Tuesday, 10 July 2007

Relationshipping: a sidebar comment

Fact of human existence #1: Self-care is the hardest work you will ever do.

I've come to accept that to love another person, to be in a relationship with another person, is to walk a fine line between caring for that person and caring for yourself. Sometimes self-care can be found in caring for the other person, but sometimes it can't. If you are lucky, or devious, or deciduous, you can find a person to love who also gives you the space and encouragement for self-care. But maybe I've been going about it the wrong way.

I used to think that ideally, people are the best friends when they want to help you get to the person you want to be, when they see that future you as clearly as you do, and when they can insert a relatively-objective 'game-plan' by which they can help you get there. But what does this really mean? How does it flesh out in real practical life?

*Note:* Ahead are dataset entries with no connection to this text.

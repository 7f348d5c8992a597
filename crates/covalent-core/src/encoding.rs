//! Prefixed hex string encoding shared by ids and crypto types.
//!
//! Every encodable value is written as `<prefix><hex>` (for example
//! `hash_9f2c...` or `sealed_01ab...`) and serialized through serde as that
//! string, so the same form appears in JSON changes, sync messages and
//! storage rows.

use crate::error::{CoreError, Result};

/// Strip `prefix` from `s` and hex-decode the remainder.
pub fn decode_prefixed(s: &str, prefix: &str) -> Result<Vec<u8>> {
    let body = s
        .strip_prefix(prefix)
        .ok_or_else(|| CoreError::InvalidEncoding(format!("expected prefix {prefix:?} in {s:?}")))?;
    hex::decode(body).map_err(|e| CoreError::InvalidEncoding(format!("{prefix}: {e}")))
}

/// Implements `FromStr`, `Display`, `Debug` and string serde for a byte newtype.
///
/// Arms:
/// - `(Type, "prefix_", N)` for `Type([u8; N])`
/// - `(Type, "prefix_", N, secret)` same, with a redacted `Debug`
/// - `(Type, "prefix_", vec)` for `Type(Vec<u8>)`
macro_rules! prefixed_hex {
    ($ty:ident, $prefix:literal, $len:literal) => {
        prefixed_hex!(@array $ty, $prefix, $len);
        impl std::fmt::Debug for $ty {
            fn fmt(&self, f: &mut std::fmt::Formatter<'_>) -> std::fmt::Result {
                let hex = hex::encode(&self.0);
                write!(f, "{}({}{})", stringify!($ty), $prefix, &hex[..hex.len().min(16)])
            }
        }
    };
    ($ty:ident, $prefix:literal, $len:literal, secret) => {
        prefixed_hex!(@array $ty, $prefix, $len);
        impl std::fmt::Debug for $ty {
            fn fmt(&self, f: &mut std::fmt::Formatter<'_>) -> std::fmt::Result {
                write!(f, "{}(<redacted>)", stringify!($ty))
            }
        }
    };
    ($ty:ident, $prefix:literal, vec) => {
        impl std::str::FromStr for $ty {
            type Err = $crate::error::CoreError;

            fn from_str(s: &str) -> std::result::Result<Self, Self::Err> {
                Ok(Self($crate::encoding::decode_prefixed(s, $prefix)?))
            }
        }
        impl std::fmt::Debug for $ty {
            fn fmt(&self, f: &mut std::fmt::Formatter<'_>) -> std::fmt::Result {
                write!(f, "{}({} bytes)", stringify!($ty), self.0.len())
            }
        }
        prefixed_hex!(@common $ty, $prefix);
    };
    (@array $ty:ident, $prefix:literal, $len:literal) => {
        impl std::str::FromStr for $ty {
            type Err = $crate::error::CoreError;

            fn from_str(s: &str) -> std::result::Result<Self, Self::Err> {
                let bytes = $crate::encoding::decode_prefixed(s, $prefix)?;
                let array: [u8; $len] = bytes.try_into().map_err(|_| {
                    $crate::error::CoreError::InvalidEncoding(format!(
                        "{} must encode {} bytes",
                        $prefix, $len
                    ))
                })?;
                Ok(Self(array))
            }
        }
        prefixed_hex!(@common $ty, $prefix);
    };
    (@common $ty:ident, $prefix:literal) => {
        impl std::fmt::Display for $ty {
            fn fmt(&self, f: &mut std::fmt::Formatter<'_>) -> std::fmt::Result {
                write!(f, "{}{}", $prefix, hex::encode(&self.0))
            }
        }
        impl serde::Serialize for $ty {
            fn serialize<S: serde::Serializer>(&self, serializer: S) -> std::result::Result<S::Ok, S::Error> {
                serializer.collect_str(self)
            }
        }
        impl<'de> serde::Deserialize<'de> for $ty {
            fn deserialize<D: serde::Deserializer<'de>>(deserializer: D) -> std::result::Result<Self, D::Error> {
                let s = <String as serde::Deserialize>::deserialize(deserializer)?;
                s.parse().map_err(serde::de::Error::custom)
            }
        }
    };
}

pub(crate) use prefixed_hex;

/// Implements string serde for a type that already has `Display` and `FromStr`.
macro_rules! string_serde {
    ($ty:ty) => {
        impl serde::Serialize for $ty {
            fn serialize<S: serde::Serializer>(&self, serializer: S) -> std::result::Result<S::Ok, S::Error> {
                serializer.collect_str(self)
            }
        }
        impl<'de> serde::Deserialize<'de> for $ty {
            fn deserialize<D: serde::Deserializer<'de>>(deserializer: D) -> std::result::Result<Self, D::Error> {
                let s = <String as serde::Deserialize>::deserialize(deserializer)?;
                s.parse().map_err(serde::de::Error::custom)
            }
        }
    };
}

pub(crate) use string_serde;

I think of myself as something like a heroin addict. Not a real heroin addict, but the kind of heroin addict you see in movies - good heart, can't break his habit, needs a tough-love kind of friend to do some work for them, lock them in a room, be there through the recovery, etc. I tend to care for myself with the tough-love strategy, and I guess I thought it best to have someone who would do the tough-love thing with me. But the heroin addict, at some point, antagonizes the caretaker. There is something about him that doesn't want to change his behavior. This antipathy might be temporary, during the recovery process, or it might last longer. Is it right to risk this kind of reaction with a loved one?

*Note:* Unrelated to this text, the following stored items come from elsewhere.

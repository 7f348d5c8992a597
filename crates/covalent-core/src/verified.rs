//! The verified state of a CoValue: header plus hash-checked session logs.

use std::collections::BTreeMap;

use serde_json::Value;

use crate::content_message::{NewContentMessage, Priority, SessionNewContent};
use crate::crypto::{Hash, Signature};
use crate::error::CoValueCoreError;
use crate::header::CoValueHeader;
use crate::ids::{CoValueId, SessionId, TransactionId};
use crate::known_state::KnownState;
use crate::session_log::{SessionHead, SessionLog, MAX_RECOMMENDED_TX_SIZE};
use crate::transaction::{parse_changes, Transaction};

/// Session heads of a [`VerifiedState`] at one point in time.
#[derive(Debug, Clone)]
pub struct Checkpoint {
    heads: BTreeMap<SessionId, SessionHead>,
}

/// Header and session logs whose hashes and signatures have been checked.
#[derive(Debug, Clone)]
pub struct VerifiedState {
    id: CoValueId,
    header: CoValueHeader,
    sessions: BTreeMap<SessionId, SessionLog>,
}

impl VerifiedState {
    pub fn new(header: CoValueHeader) -> Self {
        Self {
            id: header.id(),
            header,
            sessions: BTreeMap::new(),
        }
    }

    pub fn id(&self) -> CoValueId {
        self.id
    }

    pub fn header(&self) -> &CoValueHeader {
        &self.header
    }

    pub fn sessions(&self) -> &BTreeMap<SessionId, SessionLog> {
        &self.sessions
    }

    pub fn session(&self, session: &SessionId) -> Option<&SessionLog> {
        self.sessions.get(session)
    }

    pub fn session_tx_count(&self, session: &SessionId) -> u64 {
        self.sessions.get(session).map_or(0, |log| log.len() as u64)
    }

    /// Hash the session would have after appending `new`.
    pub fn expected_new_hash(&self, session: &SessionId, new: &[Transaction]) -> Hash {
        match self.sessions.get(session) {
            Some(log) => log.expected_hash_after(new).0,
            None => SessionLog::new().expected_hash_after(new).0,
        }
    }

    /// Verify and append transactions to a session.
    ///
    /// When `expected_hash` is given it must equal the recomputed hash. The
    /// signature must verify against the session agent's signer. Nothing is
    /// appended on failure.
    pub fn try_add_transactions(
        &mut self,
        session: &SessionId,
        transactions: Vec<Transaction>,
        expected_hash: Option<&Hash>,
        signature: &Signature,
    ) -> Result<(), CoValueCoreError> {
        if transactions.is_empty() {
            return Ok(());
        }
        let empty = SessionLog::new();
        let log = self.sessions.get(session).unwrap_or(&empty);
        let (hash, hasher) = log.expected_hash_after(&transactions);

        if let Some(expected) = expected_hash {
            if *expected != hash {
                return Err(CoValueCoreError::InvalidHash {
                    session: session.clone(),
                    expected: *expected,
                    actual: hash,
                });
            }
        }

        session
            .agent()
            .signer
            .verify(&hash, signature)
            .map_err(|_| CoValueCoreError::InvalidSignature {
                session: session.clone(),
            })?;

        self.sessions
            .entry(session.clone())
            .or_default()
            .append(transactions, hash, hasher, *signature);
        Ok(())
    }

    /// Remember the current session heads. Costs one entry per session, not
    /// per transaction.
    pub fn checkpoint(&self) -> Checkpoint {
        Checkpoint {
            heads: self
                .sessions
                .iter()
                .map(|(session, log)| (session.clone(), log.head()))
                .collect(),
        }
    }

    /// Undo every append made since `checkpoint` was taken.
    pub fn rollback(&mut self, checkpoint: Checkpoint) {
        let mut heads = checkpoint.heads;
        self.sessions.retain(|session, log| match heads.remove(session) {
            Some(head) => {
                log.rewind(head);
                true
            }
            None => false,
        });
    }

    pub fn known_state(&self) -> KnownState {
        KnownState {
            id: self.id,
            header: true,
            sessions: self
                .sessions
                .iter()
                .map(|(session, log)| (session.clone(), log.len() as u64))
                .collect(),
        }
    }

    /// Content a party with `known` is missing, split into pieces.
    ///
    /// Each piece ends on a verifiable signature: a session's transactions are
    /// cut at its in-between signatures, and a piece is closed once adding the
    /// next chunk would push it over [`MAX_RECOMMENDED_TX_SIZE`]. Returns
    /// `None` when the party already has everything including the header; a
    /// party without the header always gets at least a header-only piece.
    pub fn new_content_since(&self, known: Option<&KnownState>, priority: Priority) -> Option<Vec<NewContentMessage>> {
        let send_header = known.map_or(true, |k| !k.header);
        let mut pieces = Vec::new();
        let mut current = NewContentMessage::new(self.id, send_header.then(|| self.header.clone()), priority);
        let mut current_size = 0usize;
        let mut sent: BTreeMap<&SessionId, usize> = BTreeMap::new();

        loop {
            let mut more_after_signature = false;

            for (session, log) in &self.sessions {
                let known_count = known.map_or(0, |k| k.session_count(session) as usize);
                let first_new = sent.get(session).copied().unwrap_or(known_count);
                if first_new >= log.len() {
                    continue;
                }

                let signature_idx = log.next_signature_index(first_new);
                let end = signature_idx.map_or(log.len(), |idx| idx + 1);
                let chunk = &log.transactions()[first_new..end];
                let chunk_size: usize = chunk.iter().map(Transaction::payload_len).sum();

                let overflows = current_size > 0 && current_size + chunk_size > MAX_RECOMMENDED_TX_SIZE;
                if overflows || current.new.contains_key(session) {
                    let next = NewContentMessage::new(self.id, None, priority);
                    pieces.push(std::mem::replace(&mut current, next));
                    current_size = 0;
                }

                let last_signature = match signature_idx {
                    Some(idx) => log.signature_after(idx),
                    None => log.last_signature(),
                };
                let Some(last_signature) = last_signature else {
                    continue;
                };

                current_size += chunk_size;
                current.new.insert(
                    session.clone(),
                    SessionNewContent {
                        after: first_new as u64,
                        new_transactions: chunk.to_vec(),
                        last_signature: *last_signature,
                    },
                );
                sent.insert(session, end);

                if end < log.len() {
                    more_after_signature = true;
                }
            }

            if !more_after_signature {
                break;
            }
        }

        if !current.is_empty() {
            pieces.push(current);
        }

        if pieces.is_empty() {
            return None;
        }
        if pieces.len() > 1 {
            pieces[0].expect_content_until = Some(self.known_state().sessions);
        }
        Some(pieces)
    }

    /// Ids this value needs before it can be validated: owner group, parent
    /// groups named in its own log, and the branch source.
    pub fn dependencies(&self) -> Vec<CoValueId> {
        let mut deps = Vec::new();
        if let Some(group) = self.header.owner_group() {
            deps.push(group);
        }
        if self.header.is_group_like() {
            for log in self.sessions.values() {
                for tx in log.transactions() {
                    let Transaction::Trusting(trusting) = tx else {
                        continue;
                    };
                    let Ok(changes) = parse_changes(&trusting.changes) else {
                        continue;
                    };
                    for change in &changes {
                        if let Some(parent) = parent_reference(change) {
                            if !deps.contains(&parent) {
                                deps.push(parent);
                            }
                        }
                    }
                }
            }
        }
        if let Some(source) = self.header.branch_source() {
            if !deps.contains(&source) {
                deps.push(source);
            }
        }
        deps.retain(|dep| *dep != self.id);
        deps
    }

    /// All transactions with their ids, session by session.
    pub fn transactions(&self) -> impl Iterator<Item = (TransactionId, &Transaction)> {
        self.sessions.iter().flat_map(|(session, log)| {
            log.transactions()
                .iter()
                .enumerate()
                .map(move |(idx, tx)| (TransactionId::new(session.clone(), idx as u64), tx))
        })
    }

    /// Look up a single transaction.
    pub fn transaction(&self, id: &TransactionId) -> Option<&Transaction> {
        self.sessions
            .get(&id.session_id)?
            .transactions()
            .get(id.tx_index as usize)
    }
}

fn parent_reference(change: &Value) -> Option<CoValueId> {
    change
        .get("key")?
        .as_str()?
        .strip_prefix("parent_")?
        .parse()
        .ok()
}

#[cfg(test)]
mod tests {
    use super::*;
    use crate::crypto::AgentSecret;
    use crate::header::CoValueType;
    use serde_json::json;

    fn append(state: &mut VerifiedState, agent: &AgentSecret, session: &SessionId, txs: Vec<Transaction>) {
        let hash = state.expected_new_hash(session, &txs);
        let sig = agent.sign(&hash);
        state.try_add_transactions(session, txs, Some(&hash), &sig).unwrap();
    }

    fn kb_set(i: u64) -> Transaction {
        Transaction::trusting(i, &[json!({"op": "set", "key": "k", "value": "x".repeat(1024)})]).unwrap()
    }

    #[test]
    fn test_rejects_wrong_hash_and_foreign_signature() {
        let agent = AgentSecret::generate();
        let mallory = AgentSecret::generate();
        let session = SessionId::new_random(agent.id());
        let mut state = VerifiedState::new(CoValueHeader::unsafe_allow_all(CoValueType::Map, None));
        let txs = vec![Transaction::trusting(1, &[json!(1)]).unwrap()];

        let hash = state.expected_new_hash(&session, &txs);
        let wrong = crate::crypto::Hash::of(b"nope");
        let err = state
            .try_add_transactions(&session, txs.clone(), Some(&wrong), &agent.sign(&wrong))
            .unwrap_err();
        assert!(matches!(err, CoValueCoreError::InvalidHash { .. }));

        let err = state
            .try_add_transactions(&session, txs.clone(), Some(&hash), &mallory.sign(&hash))
            .unwrap_err();
        assert!(matches!(err, CoValueCoreError::InvalidSignature { .. }));
        assert_eq!(state.session_tx_count(&session), 0);

        state.try_add_transactions(&session, txs, Some(&hash), &agent.sign(&hash)).unwrap();
        assert_eq!(state.session_tx_count(&session), 1);
    }

    #[test]
    fn test_new_content_since_nothing_new() {
        let agent = AgentSecret::generate();
        let session = SessionId::new_random(agent.id());
        let mut state = VerifiedState::new(CoValueHeader::unsafe_allow_all(CoValueType::Map, None));

        let header_only = state.new_content_since(None, Priority::Medium).unwrap();
        assert_eq!(header_only.len(), 1);
        assert!(header_only[0].header.is_some());
        assert!(header_only[0].new.is_empty());

        append(&mut state, &agent, &session, vec![kb_set(1)]);
        let known = state.known_state();
        assert!(state.new_content_since(Some(&known), Priority::Medium).is_none());
    }

    #[test]
    fn test_streams_in_signed_pieces() {
        let agent = AgentSecret::generate();
        let session = SessionId::new_random(agent.id());
        let mut state = VerifiedState::new(CoValueHeader::unsafe_allow_all(CoValueType::Map, None));
        for i in 0..200 {
            append(&mut state, &agent, &session, vec![kb_set(i)]);
        }

        let pieces = state.new_content_since(None, Priority::Medium).unwrap();
        assert_eq!(pieces.len(), 3);
        assert!(pieces[0].header.is_some());
        assert_eq!(
            pieces[0].expect_content_until.as_ref().unwrap()[&session],
            200
        );

        let ends: Vec<u64> = pieces.iter().map(|p| p.implied_known_state().session_count(&session)).collect();
        assert_eq!(ends, vec![97, 194, 200]);

        let mut receiver = VerifiedState::new(pieces[0].header.clone().unwrap());
        for piece in &pieces {
            for (session, content) in &piece.new {
                assert_eq!(content.after, receiver.session_tx_count(session));
                receiver
                    .try_add_transactions(session, content.new_transactions.clone(), None, &content.last_signature)
                    .unwrap();
            }
        }
        assert_eq!(receiver.known_state(), state.known_state());
    }

    #[test]
    fn test_resume_from_partial_known_state() {
        let agent = AgentSecret::generate();
        let session = SessionId::new_random(agent.id());
        let mut state = VerifiedState::new(CoValueHeader::unsafe_allow_all(CoValueType::Map, None));
        for i in 0..10 {
            append(&mut state, &agent, &session, vec![kb_set(i)]);
        }

        let mut known = KnownState::empty(state.id());
        known.header = true;
        known.sessions.insert(session.clone(), 4);

        let pieces = state.new_content_since(Some(&known), Priority::Medium).unwrap();
        assert_eq!(pieces.len(), 1);
        assert!(pieces[0].header.is_none());
        assert_eq!(pieces[0].new[&session].after, 4);
        assert_eq!(pieces[0].new[&session].new_transactions.len(), 6);
    }

    #[test]
    fn test_rollback_drops_new_sessions_and_appends() {
        let agent = AgentSecret::generate();
        let first = SessionId::new_random(agent.id());
        let second = SessionId::new_random(agent.id());
        let mut state = VerifiedState::new(CoValueHeader::unsafe_allow_all(CoValueType::Map, None));
        for i in 0..3 {
            append(&mut state, &agent, &first, vec![kb_set(i)]);
        }
        let before = state.known_state();
        let hash = state.session(&first).unwrap().last_hash().copied();

        let checkpoint = state.checkpoint();
        for i in 3..150 {
            append(&mut state, &agent, &first, vec![kb_set(i)]);
        }
        append(&mut state, &agent, &second, vec![kb_set(0)]);
        state.rollback(checkpoint);

        assert_eq!(state.known_state(), before);
        assert_eq!(state.session(&first).unwrap().last_hash().copied(), hash);
        assert!(state.session(&first).unwrap().signatures_after().is_empty());

        // Still accepts the next transaction in the chain.
        append(&mut state, &agent, &first, vec![kb_set(3)]);
        assert_eq!(state.session_tx_count(&first), 4);
    }

    #[test]
    fn test_group_dependencies_from_parent_keys() {
        let agent = AgentSecret::generate();
        let session = SessionId::new_random(agent.id());
        let parent = CoValueHeader::group(agent.id()).id();
        let mut group = VerifiedState::new(CoValueHeader::group(agent.id()));

        let change = json!({"op": "set", "key": format!("parent_{parent}"), "value": "extend"});
        append(&mut group, &agent, &session, vec![Transaction::trusting(1, &[change]).unwrap()]);

        assert_eq!(group.dependencies(), vec![parent]);
    }
}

And this is why we hire therapists - someone with whom we are not afraid to have mixed feelings, who will help us be more genuine to our ideal self. Therapists help us avoid putting our partners, our families, in the caretaker position. But what did people do before there were professional therapists? Certainly there must have been some reliance on family and friends for support.

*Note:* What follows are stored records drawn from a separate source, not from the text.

//! Loading values from storage and peers, and waiting for them to persist.

use std::time::Duration;

use tokio::time::{sleep, sleep_until, Instant};
use tokio_util::sync::CancellationToken;
use tracing::{debug, trace};

use covalent_core::{CoValueId, PeerId, UpdateBatch};
use covalent_store::StoreError;
use covalent_sync::{PeerRole, SyncMessage};

use crate::error::{NodeError, Result};
use crate::node::{LocalNode, NodeState};

/// Options for [`LocalNode::load_with`].
#[derive(Debug, Clone, Default)]
pub struct LoadOptions {
    /// Make a single attempt regardless of the retry policy.
    pub skip_retry: bool,
    /// Abandon the load when cancelled.
    pub cancel: Option<CancellationToken>,
}

/// How a load ended.
#[derive(Debug, Clone, Copy, PartialEq, Eq)]
pub enum LoadOutcome {
    Available,
    /// Storage and every server peer came back without the value.
    Unavailable,
    Cancelled,
}

pub(crate) enum Wait {
    Ready,
    TimedOut,
    Cancelled,
}

impl LocalNode {
    /// Load `id` from storage, then from server peers, retrying per the
    /// node's [`RetryPolicy`](crate::RetryPolicy).
    pub async fn load(&self, id: &CoValueId) -> Result<LoadOutcome> {
        self.load_with(id, LoadOptions::default()).await
    }

    pub async fn load_with(&self, id: &CoValueId, options: LoadOptions) -> Result<LoadOutcome> {
        let cancel = options.cancel.unwrap_or_default();
        let retry = self.inner.config.retry;
        let attempts = if options.skip_retry { 1 } else { retry.attempts() };

        for attempt in 0..attempts {
            if cancel.is_cancelled() {
                return Ok(LoadOutcome::Cancelled);
            }
            if self.is_available(id) {
                return Ok(LoadOutcome::Available);
            }
            if attempt > 0 {
                debug!(id = %id, attempt, "retrying load");
                self.inner.lock_state().storage_misses.remove(id);
                tokio::select! {
                    biased;
                    _ = cancel.cancelled() => return Ok(LoadOutcome::Cancelled),
                    _ = sleep(retry.retry_delay) => {}
                }
            }
            match self.load_once(id, &cancel).await? {
                LoadOutcome::Unavailable => continue,
                outcome => return Ok(outcome),
            }
        }
        Ok(LoadOutcome::Unavailable)
    }

    async fn load_once(&self, id: &CoValueId, cancel: &CancellationToken) -> Result<LoadOutcome> {
        self.load_from_storage(id).await?;
        if self.is_available(id) {
            return Ok(LoadOutcome::Available);
        }

        let servers = self.inner.update(|_, state, _| {
            let servers = state.sync.peers_with_role(PeerRole::Server);
            for server in &servers {
                state.sync.request_load(&mut state.registry, server, *id);
            }
            Ok(servers)
        })?;
        if servers.is_empty() {
            return Ok(LoadOutcome::Unavailable);
        }

        let deadline = Instant::now() + self.inner.config.load_timeout;
        let answered = |state: &NodeState| match state.registry.get(id) {
            Some(core) => core.is_available() || !servers.iter().any(|server| core.is_pending_in(server)),
            None => true,
        };
        match self.wait_until(cancel, deadline, answered).await {
            Wait::Cancelled => return Ok(LoadOutcome::Cancelled),
            Wait::TimedOut => {
                debug!(id = %id, "load timed out");
                self.inner.update(|_, state, _| {
                    if let Some(core) = state.registry.get_mut(id) {
                        for server in &servers {
                            if core.is_pending_in(server) {
                                core.mark_not_found_in_peer(server);
                            }
                        }
                    }
                    Ok(())
                })?;
            }
            Wait::Ready => {}
        }

        Ok(if self.is_available(id) {
            LoadOutcome::Available
        } else {
            LoadOutcome::Unavailable
        })
    }

    /// Feed whatever storage holds for `id` (dependencies first) through the
    /// sync manager as if the storage peer had sent it.
    async fn load_from_storage(&self, id: &CoValueId) -> Result<()> {
        let Some(storage) = self.inner.storage.clone() else {
            return Ok(());
        };
        let storage_peer = PeerId::storage();
        let skip = {
            let mut state = self.inner.lock_state();
            let skip = state.storage_misses.contains(id) || state.registry.is_available(id);
            if !skip {
                state.registry.get_or_insert_empty(*id).mark_pending(&storage_peer);
            }
            skip
        };
        if skip {
            return Ok(());
        }

        let pieces = storage.load_all(id).await?;
        self.inner.update(|_, state, batch| {
            match pieces {
                Some(pieces) => {
                    trace!(id = %id, pieces = pieces.len(), "loaded from storage");
                    for piece in pieces {
                        feed(state, &storage_peer, SyncMessage::Content(piece), batch);
                    }
                }
                None => {
                    state.storage_misses.insert(*id);
                }
            }
            feed(state, &storage_peer, SyncMessage::Done { id: *id }, batch);
            Ok(())
        })
    }

    /// Resolve once storage and every connected server peer have confirmed
    /// the current local state of `id`.
    pub async fn wait_for_sync(&self, id: &CoValueId) -> Result<()> {
        self.wait_for_sync_within(id, self.inner.config.wait_for_sync_timeout).await
    }

    pub async fn wait_for_sync_within(&self, id: &CoValueId, timeout: Duration) -> Result<()> {
        let target = self.known_state(id).ok_or(NodeError::Unavailable(*id))?;
        let deadline = Instant::now() + timeout;

        if let Some(storage) = &self.inner.storage {
            match storage.wait_for_sync(&target, timeout).await {
                Ok(()) => {}
                Err(StoreError::Timeout(_)) => {
                    return Err(NodeError::Timeout(format!("{id} was not stored in time")))
                }
                Err(e) => return Err(e.into()),
            }
        }

        let servers = self.inner.lock_state().sync.peers_with_role(PeerRole::Server);
        let confirmed = |state: &NodeState| {
            servers.iter().all(|server| {
                state
                    .sync
                    .peer(server)
                    .map_or(true, |peer| peer.confirmed(id).is_some_and(|known| known.contains(&target)))
            })
        };
        match self.wait_until(&CancellationToken::new(), deadline, confirmed).await {
            Wait::Ready => Ok(()),
            Wait::TimedOut => Err(NodeError::Timeout(format!("{id} not confirmed by every server"))),
            Wait::Cancelled => Err(NodeError::Cancelled),
        }
    }

    /// Wait for every available value to be synced.
    pub async fn wait_for_all_to_sync(&self) -> Result<()> {
        let ids = self.inner.lock_state().registry.available_ids_in_dependency_order();
        for id in ids {
            self.wait_for_sync(&id).await?;
        }
        Ok(())
    }

    /// Re-check `ready` after every node update until it holds.
    pub(crate) async fn wait_until(
        &self,
        cancel: &CancellationToken,
        deadline: Instant,
        mut ready: impl FnMut(&NodeState) -> bool,
    ) -> Wait {
        let mut updates = self.inner.updates.subscribe();
        loop {
            let done = {
                let state = self.inner.lock_state();
                ready(&state)
            };
            if done {
                return Wait::Ready;
            }
            tokio::select! {
                biased;
                _ = cancel.cancelled() => return Wait::Cancelled,
                changed = updates.changed() => {
                    if changed.is_err() {
                        return Wait::TimedOut;
                    }
                }
                _ = sleep_until(deadline) => return Wait::TimedOut,
            }
        }
    }
}

fn feed(state: &mut NodeState, from: &PeerId, msg: SyncMessage, batch: &mut UpdateBatch) {
    state.sync.handle_message(&mut state.registry, from, msg, batch);
}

But I also begin to think that this reliance on others for caretaking is not universal, and perhaps a detrimental character flaw. Maybe I am refusing to 'man up' and do the work of self-care myself, for fear of seeming selfish or rude. Certainly, the best self-caring I've ever done was when I was living with a person with whom it was a joy for me to be completely selfish. So maybe I should be that selfish, not feel guilty about it, and, partner-wise, be looking to find someone who is happy with my (inevitably enhappying) improprieties.